DATASET CONTENT START

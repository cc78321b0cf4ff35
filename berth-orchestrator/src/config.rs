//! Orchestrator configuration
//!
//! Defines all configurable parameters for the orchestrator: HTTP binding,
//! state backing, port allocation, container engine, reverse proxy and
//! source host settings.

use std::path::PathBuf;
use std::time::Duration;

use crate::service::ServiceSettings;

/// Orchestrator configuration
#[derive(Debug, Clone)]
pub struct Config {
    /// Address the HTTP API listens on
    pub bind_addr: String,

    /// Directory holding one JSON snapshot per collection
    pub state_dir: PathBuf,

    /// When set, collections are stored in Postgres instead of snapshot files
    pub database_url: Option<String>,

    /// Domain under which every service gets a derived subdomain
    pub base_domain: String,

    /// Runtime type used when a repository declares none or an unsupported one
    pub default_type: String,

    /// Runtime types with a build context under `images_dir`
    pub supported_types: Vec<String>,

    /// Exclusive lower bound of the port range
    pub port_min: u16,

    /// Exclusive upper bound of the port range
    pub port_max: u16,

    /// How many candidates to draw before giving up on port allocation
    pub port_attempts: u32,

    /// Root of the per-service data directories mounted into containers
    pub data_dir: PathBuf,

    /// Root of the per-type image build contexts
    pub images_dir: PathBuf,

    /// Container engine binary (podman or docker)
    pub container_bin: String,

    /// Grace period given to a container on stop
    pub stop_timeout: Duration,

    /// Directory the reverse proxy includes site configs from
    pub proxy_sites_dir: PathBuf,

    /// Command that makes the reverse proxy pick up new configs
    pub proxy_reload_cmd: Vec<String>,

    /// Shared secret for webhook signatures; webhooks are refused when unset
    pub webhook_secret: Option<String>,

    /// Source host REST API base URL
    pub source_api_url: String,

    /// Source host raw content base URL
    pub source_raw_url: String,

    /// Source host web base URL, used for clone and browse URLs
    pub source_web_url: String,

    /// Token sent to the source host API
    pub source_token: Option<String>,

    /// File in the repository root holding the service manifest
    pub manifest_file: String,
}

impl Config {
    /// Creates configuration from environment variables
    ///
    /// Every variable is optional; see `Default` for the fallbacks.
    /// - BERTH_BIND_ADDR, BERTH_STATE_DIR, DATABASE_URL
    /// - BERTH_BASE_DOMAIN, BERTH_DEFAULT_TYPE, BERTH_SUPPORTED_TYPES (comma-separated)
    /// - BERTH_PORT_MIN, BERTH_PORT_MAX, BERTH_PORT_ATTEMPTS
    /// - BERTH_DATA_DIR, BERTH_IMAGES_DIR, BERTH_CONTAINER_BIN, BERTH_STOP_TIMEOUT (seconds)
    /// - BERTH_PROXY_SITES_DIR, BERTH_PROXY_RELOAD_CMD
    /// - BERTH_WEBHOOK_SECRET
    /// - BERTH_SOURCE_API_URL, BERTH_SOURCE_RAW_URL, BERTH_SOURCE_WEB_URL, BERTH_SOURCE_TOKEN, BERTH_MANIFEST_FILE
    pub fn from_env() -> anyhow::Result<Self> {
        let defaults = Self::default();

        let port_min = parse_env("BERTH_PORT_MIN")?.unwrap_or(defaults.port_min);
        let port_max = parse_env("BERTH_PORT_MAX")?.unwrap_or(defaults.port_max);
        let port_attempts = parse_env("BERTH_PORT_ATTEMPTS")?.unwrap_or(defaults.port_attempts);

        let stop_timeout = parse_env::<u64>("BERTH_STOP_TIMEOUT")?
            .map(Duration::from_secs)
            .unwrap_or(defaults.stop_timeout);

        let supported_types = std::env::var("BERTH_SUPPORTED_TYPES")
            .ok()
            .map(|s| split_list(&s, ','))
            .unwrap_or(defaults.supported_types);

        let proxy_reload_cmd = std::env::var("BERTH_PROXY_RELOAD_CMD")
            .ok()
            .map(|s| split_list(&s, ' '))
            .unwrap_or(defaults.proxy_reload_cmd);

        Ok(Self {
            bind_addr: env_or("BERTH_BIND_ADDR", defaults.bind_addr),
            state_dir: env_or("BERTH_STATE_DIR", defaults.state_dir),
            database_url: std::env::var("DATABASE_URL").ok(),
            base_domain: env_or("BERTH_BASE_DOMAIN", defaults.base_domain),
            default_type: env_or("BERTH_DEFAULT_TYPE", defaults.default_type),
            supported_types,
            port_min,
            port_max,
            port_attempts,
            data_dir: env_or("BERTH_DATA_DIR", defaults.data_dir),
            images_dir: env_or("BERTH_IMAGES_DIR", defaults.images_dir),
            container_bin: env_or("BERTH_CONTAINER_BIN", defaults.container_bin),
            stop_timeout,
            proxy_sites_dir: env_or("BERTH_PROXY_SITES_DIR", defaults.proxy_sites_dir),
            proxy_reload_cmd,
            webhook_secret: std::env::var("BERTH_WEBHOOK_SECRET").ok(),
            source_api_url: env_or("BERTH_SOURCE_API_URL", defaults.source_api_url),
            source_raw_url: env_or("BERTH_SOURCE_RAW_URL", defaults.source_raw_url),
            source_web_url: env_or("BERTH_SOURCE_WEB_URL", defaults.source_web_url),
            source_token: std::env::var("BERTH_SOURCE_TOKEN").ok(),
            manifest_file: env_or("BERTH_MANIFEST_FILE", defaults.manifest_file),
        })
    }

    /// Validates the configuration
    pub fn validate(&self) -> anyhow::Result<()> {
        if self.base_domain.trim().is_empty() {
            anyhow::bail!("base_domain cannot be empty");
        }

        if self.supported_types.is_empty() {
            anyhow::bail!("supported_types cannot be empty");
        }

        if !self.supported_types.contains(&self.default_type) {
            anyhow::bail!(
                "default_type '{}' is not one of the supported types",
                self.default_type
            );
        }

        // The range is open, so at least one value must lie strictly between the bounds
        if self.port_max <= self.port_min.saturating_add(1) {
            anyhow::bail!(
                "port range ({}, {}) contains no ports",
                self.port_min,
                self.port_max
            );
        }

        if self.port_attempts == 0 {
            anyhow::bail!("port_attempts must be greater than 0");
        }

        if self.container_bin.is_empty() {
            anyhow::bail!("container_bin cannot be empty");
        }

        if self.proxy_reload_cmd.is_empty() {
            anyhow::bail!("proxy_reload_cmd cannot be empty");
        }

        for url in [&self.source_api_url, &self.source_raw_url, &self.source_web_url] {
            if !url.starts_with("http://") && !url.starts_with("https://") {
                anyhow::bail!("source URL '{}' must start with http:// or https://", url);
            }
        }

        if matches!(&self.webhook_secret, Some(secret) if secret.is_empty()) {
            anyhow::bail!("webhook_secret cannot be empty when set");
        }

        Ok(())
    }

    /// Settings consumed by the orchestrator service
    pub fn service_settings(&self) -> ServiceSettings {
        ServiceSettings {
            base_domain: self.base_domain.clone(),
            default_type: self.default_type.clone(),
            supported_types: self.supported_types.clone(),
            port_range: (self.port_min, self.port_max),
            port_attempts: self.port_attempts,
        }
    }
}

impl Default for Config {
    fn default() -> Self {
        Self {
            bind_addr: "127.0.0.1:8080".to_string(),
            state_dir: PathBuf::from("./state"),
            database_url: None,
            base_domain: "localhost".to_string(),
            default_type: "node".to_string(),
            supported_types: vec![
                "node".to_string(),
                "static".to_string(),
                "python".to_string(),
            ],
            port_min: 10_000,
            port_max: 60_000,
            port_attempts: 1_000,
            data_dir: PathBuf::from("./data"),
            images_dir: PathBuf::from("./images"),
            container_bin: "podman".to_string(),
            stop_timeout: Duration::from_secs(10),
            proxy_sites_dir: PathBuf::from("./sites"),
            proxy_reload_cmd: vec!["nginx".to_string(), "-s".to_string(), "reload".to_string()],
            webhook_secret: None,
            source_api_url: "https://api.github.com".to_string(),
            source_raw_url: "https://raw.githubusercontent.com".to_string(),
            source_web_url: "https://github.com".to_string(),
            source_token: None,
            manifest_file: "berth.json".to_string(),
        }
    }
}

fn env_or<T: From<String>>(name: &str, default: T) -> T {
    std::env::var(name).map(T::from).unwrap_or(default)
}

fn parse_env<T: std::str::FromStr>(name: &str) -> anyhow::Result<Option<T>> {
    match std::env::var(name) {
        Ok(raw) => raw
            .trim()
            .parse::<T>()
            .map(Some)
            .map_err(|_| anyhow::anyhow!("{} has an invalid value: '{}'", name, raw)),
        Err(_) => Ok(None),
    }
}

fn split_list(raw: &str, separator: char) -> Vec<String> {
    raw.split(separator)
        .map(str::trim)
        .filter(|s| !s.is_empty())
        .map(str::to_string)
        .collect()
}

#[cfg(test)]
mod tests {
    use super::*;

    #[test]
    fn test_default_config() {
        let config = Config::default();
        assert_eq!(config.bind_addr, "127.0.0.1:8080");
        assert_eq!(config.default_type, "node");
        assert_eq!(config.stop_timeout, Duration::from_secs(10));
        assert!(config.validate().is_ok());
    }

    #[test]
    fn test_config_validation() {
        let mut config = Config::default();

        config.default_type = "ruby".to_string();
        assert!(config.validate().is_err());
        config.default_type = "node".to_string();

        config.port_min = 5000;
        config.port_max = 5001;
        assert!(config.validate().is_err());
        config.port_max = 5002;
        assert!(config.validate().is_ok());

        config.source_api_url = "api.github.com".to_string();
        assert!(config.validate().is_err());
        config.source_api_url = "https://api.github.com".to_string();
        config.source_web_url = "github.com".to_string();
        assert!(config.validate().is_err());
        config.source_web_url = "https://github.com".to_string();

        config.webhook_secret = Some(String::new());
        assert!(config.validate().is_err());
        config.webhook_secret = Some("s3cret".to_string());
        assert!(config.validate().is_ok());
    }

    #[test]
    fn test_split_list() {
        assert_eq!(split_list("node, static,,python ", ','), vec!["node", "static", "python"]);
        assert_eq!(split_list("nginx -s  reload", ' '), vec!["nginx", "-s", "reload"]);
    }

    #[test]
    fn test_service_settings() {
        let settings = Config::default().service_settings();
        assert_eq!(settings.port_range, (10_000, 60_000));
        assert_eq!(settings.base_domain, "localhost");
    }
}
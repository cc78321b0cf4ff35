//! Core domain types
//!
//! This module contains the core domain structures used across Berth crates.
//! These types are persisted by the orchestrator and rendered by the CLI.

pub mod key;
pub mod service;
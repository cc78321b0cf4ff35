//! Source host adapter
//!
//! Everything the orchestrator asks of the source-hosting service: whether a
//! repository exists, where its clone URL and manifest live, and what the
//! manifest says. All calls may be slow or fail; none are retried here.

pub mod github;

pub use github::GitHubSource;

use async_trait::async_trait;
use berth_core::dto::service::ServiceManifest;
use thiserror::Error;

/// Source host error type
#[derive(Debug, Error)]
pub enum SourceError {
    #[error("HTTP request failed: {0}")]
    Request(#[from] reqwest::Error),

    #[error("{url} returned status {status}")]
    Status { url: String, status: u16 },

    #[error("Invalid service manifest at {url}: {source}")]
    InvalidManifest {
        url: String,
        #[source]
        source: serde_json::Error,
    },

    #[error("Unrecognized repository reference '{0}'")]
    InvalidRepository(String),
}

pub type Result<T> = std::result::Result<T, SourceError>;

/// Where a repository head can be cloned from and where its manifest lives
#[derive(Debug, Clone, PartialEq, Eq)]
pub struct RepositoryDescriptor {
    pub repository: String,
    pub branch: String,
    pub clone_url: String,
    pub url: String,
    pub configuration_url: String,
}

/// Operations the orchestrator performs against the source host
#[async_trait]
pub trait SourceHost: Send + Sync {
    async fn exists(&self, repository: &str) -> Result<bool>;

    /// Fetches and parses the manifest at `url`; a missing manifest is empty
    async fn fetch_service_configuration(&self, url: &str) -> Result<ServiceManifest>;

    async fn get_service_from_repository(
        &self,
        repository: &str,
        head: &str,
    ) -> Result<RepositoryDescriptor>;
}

DATASET CONTENT END

#### [WORK INSTRUCTIONS]
Copy every line of the data where "RepositoryDescriptor" is found.

#### [ANSWER SPACE]
pub struct RepositoryDescriptor {
    ) -> Result<RepositoryDescriptor>;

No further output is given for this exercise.